▸ Task: Tally the lines in the data that follows that include the word "Closure", and report nothing but the total.

▸ Input for this task:
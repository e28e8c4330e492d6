//! # AMD → Closure namespace transformer
//!
//! Rewrites an AMD `define(...)` unit into Closure Library form:
//!
//! ```text
//! define(["bs", "as"], function (b, a) { return b + a; });
//! ```
//!
//! becomes, for a unit at `ns.js`,
//!
//! ```text
//! goog.provide('ns');
//! goog.require('bs');
//! goog.require('as');
//! ns = bs + as;
//! ```
//!
//! ## Rewriting Invariants
//!
//! 1. **Own namespace first**: the unit namespace is derived from its path
//!    before the `define` shape is inspected.
//! 2. **Single definition**: only the first `define(...)` that is itself a
//!    top-level expression statement counts. Everything else passes through.
//! 3. **Parameter priority**: a dependency parameter always wins over a root
//!    declaration of the same name.
//! 4. **Shadowing**: names bound by nested functions or catch clauses are
//!    never substituted.
//! 5. **Positions**: object keys and member property names are never
//!    substituted; `{ foo }` expands to `{ foo: <ns> }`.
//! 6. **Pass-through**: an untransformed unit is returned byte-for-byte.

mod assembler;
mod cache;
mod diagnostics;
mod discovery;
mod namespace;
mod options;
mod renamer;
mod scope;
mod shape;
mod transform;

#[cfg(test)]
mod transform_tests;

pub use assembler::{namespace_expression, ProgramAssembler};
pub use cache::{IncrementalCache, DEFAULT_CACHE_DIR};
pub use diagnostics::*;
pub use discovery::{find_js_files, transform_directory, transform_file, UnitOutcome};
pub use namespace::{resolve_namespace, resolve_own_namespace, Namespace, MANGLE_SEPARATOR};
pub use options::{TransformOptions, DEFAULT_BASE_URL, DEFAULT_TARGET_OBJECT};
pub use renamer::{IdentifierRewriter, SubstitutionPlan};
pub use scope::{collect_root_bindings, ScopeCollector};
pub use shape::{classify_define, CallShape, DependencySpec};
pub use transform::{transform, transform_program, TransformOutput, TransformResult, Transformation};

#[cfg(feature = "napi")]
pub use transform::transform_amd_native;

▸ Written response: 2